» EXERCISE DETAILS: A verbatim copy of the lines starting at the one with "assert_eq!(rm.buffers().buffer_size(buffer).unwrap(), 16);" and ending at the last line below is required; include nothing else.

» RECORDS FOR THIS EXERCISE:
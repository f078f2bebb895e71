//! Integration tests for the resource pools working together the way a
//! frame does: cameras feeding uniform buffers, textures streaming in
//! from worker threads, command lists recorded and retired per frame.

use std::sync::Arc;
use std::thread;

use quasar_3d_engine::glam::{Mat4, Vec3, Vec4};
use quasar_3d_engine::quasar3d::resource::{
    BufferDesc, BufferUsage, ListState, QueueKind, Residency, ResourceManager, TextureDesc,
    TextureFormat, TextureUsage,
};

fn texture_desc(size: u32) -> TextureDesc {
    TextureDesc {
        width: size,
        height: size,
        mip_levels: 1,
        format: TextureFormat::Rgba8Unorm,
        usage: TextureUsage::SAMPLED | TextureUsage::TRANSFER_DST,
    }
}

// ============================================================================
// CAMERA → UNIFORM BUFFER
// ============================================================================

#[test]
fn test_camera_matrices_upload_into_uniform_buffer() {
    let mut rm = ResourceManager::with_texture_capacity(8);

    let camera = rm.cameras_mut().create_camera();
    rm.cameras_mut()
        .set_look_at(camera, Vec3::new(0.0, 3.0, 8.0), Vec3::ZERO, Vec3::Y)
        .unwrap();
    rm.cameras_mut()
        .set_perspective(camera, std::f32::consts::FRAC_PI_3, 16.0 / 9.0, 0.1, 500.0)
        .unwrap();
    rm.cameras_mut()
        .set_viewport(camera, Vec4::new(0.0, 0.0, 1920.0, 1080.0))
        .unwrap();

    let view_projection = rm.cameras().view_projection(camera).unwrap();

    let frame_uniforms = rm
        .buffers_mut()
        .create_buffer(BufferDesc {
            size: 64,
            usage: BufferUsage::UNIFORM | BufferUsage::TRANSFER_DST,
        })
        .unwrap();
    rm.buffers_mut()
        .write_buffer(frame_uniforms, 0, &[view_projection])
        .unwrap();

    let bytes = rm.buffers().read_buffer(frame_uniforms).unwrap();
    let uploaded: Mat4 = read_mat4(bytes);
    assert_eq!(uploaded, view_projection);
}

fn read_mat4(bytes: &[u8]) -> Mat4 {
    let mut floats = [0f32; 16];
    for (i, chunk) in bytes.chunks_exact(4).take(16).enumerate() {
        floats[i] = f32::from_ne_bytes(chunk.try_into().unwrap());
    }
    Mat4::from_cols_array(&floats)
}

// ============================================================================
// TEXTURE STREAMING ALONGSIDE RENDERING
// ============================================================================

#[test]
fn test_streaming_threads_and_render_polling() {
    let mut rm = ResourceManager::with_texture_capacity(64);
    let handles: Vec<_> = (0..16)
        .map(|i| {
            rm.create_named_texture(&format!("textures/tile_{:02}.ktx", i), texture_desc(256))
                .unwrap()
        })
        .collect();

    let textures = Arc::clone(rm.textures());

    // Two streaming workers split the uploads
    let mut streamers = Vec::new();
    for worker in 0..2 {
        let textures = Arc::clone(&textures);
        let batch: Vec<_> = handles
            .iter()
            .copied()
            .skip(worker)
            .step_by(2)
            .collect();
        streamers.push(thread::spawn(move || {
            for handle in batch {
                textures.begin_streaming(handle).unwrap();
                textures.finish_streaming(handle).unwrap();
            }
        }));
    }

    // Render thread: poll until every texture is resident, never
    // blocking behind an in-flight upload.
    let mut resident = std::collections::HashSet::new();
    while resident.len() < handles.len() {
        for &handle in &handles {
            if let Some(Residency::Resident) = textures.try_residency(handle).unwrap() {
                resident.insert(handle);
            }
        }
        thread::yield_now();
    }

    for streamer in streamers {
        streamer.join().unwrap();
    }
    assert_eq!(rm.textures().texture_count(), 16);
}

#[test]
fn test_texture_lookup_survives_pool_churn() {
    let mut rm = ResourceManager::with_texture_capacity(4);

    let a = rm.create_named_texture("a", texture_desc(64)).unwrap();
    rm.destroy_named_texture("a").unwrap();
    let b = rm.create_named_texture("b", texture_desc(32)).unwrap();

    // b reuses a's slot; the stale handle must not resolve through any API
    assert_eq!(b.index(), a.index());
    assert!(rm.textures().texture_extent(a).is_err());
    assert_eq!(rm.textures().texture_extent(b).unwrap(), (32, 32));
    assert_eq!(rm.texture_by_name("a"), None);
    assert_eq!(rm.texture_by_name("b"), Some(b));
}

// ============================================================================
// COMMAND LISTS PER FRAME
// ============================================================================

#[test]
fn test_frame_recording_cycle() {
    let mut rm = ResourceManager::new();

    for _frame in 0..3 {
        let lists = rm.command_lists_mut();
        let shadow = lists.begin_list(QueueKind::Graphics, "shadow");
        let opaque = lists.begin_list(QueueKind::Graphics, "opaque");
        let upload = lists.begin_list(QueueKind::Transfer, "uploads");

        for _ in 0..8 {
            lists.record_command(opaque).unwrap();
        }
        lists.record_command(shadow).unwrap();
        lists.record_command(upload).unwrap();

        lists.submit_list(shadow).unwrap();
        lists.submit_list(opaque).unwrap();
        lists.submit_list(upload).unwrap();

        assert_eq!(lists.list_state(opaque).unwrap(), ListState::Submitted);
        assert_eq!(lists.live_lists(QueueKind::Graphics), 2);

        lists.reset_frame();
        assert_eq!(lists.live_lists(QueueKind::Graphics), 0);
        assert!(lists.list_state(opaque).is_err(), "handles die with the frame");
    }
}

// ============================================================================
// CROSS-POOL HANDLE HYGIENE
// ============================================================================

#[test]
fn test_buffer_and_camera_pools_do_not_share_handles() {
    let mut rm = ResourceManager::new();
    let buffer = rm
        .buffers_mut()
        .create_buffer(BufferDesc {
            size: 16,
            usage: BufferUsage::VERTEX,
        })
        .unwrap();
    let camera = rm.cameras_mut().create_camera();

    // Same raw value does not make them the same object; each pool only
    // answers for its own handles.
    assert_eq!(buffer.index(), camera.index());
    assert_eq!(rm.buffers().buffer_size(buffer).unwrap(), 16);
    assert_eq!(rm.cameras().view(camera).unwrap(), Mat4::IDENTITY);
}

» RESULT BELOW:
    assert_eq!(rm.buffers().buffer_size(buffer).unwrap(), 16);
    assert_eq!(rm.cameras().view(camera).unwrap(), Mat4::IDENTITY);
}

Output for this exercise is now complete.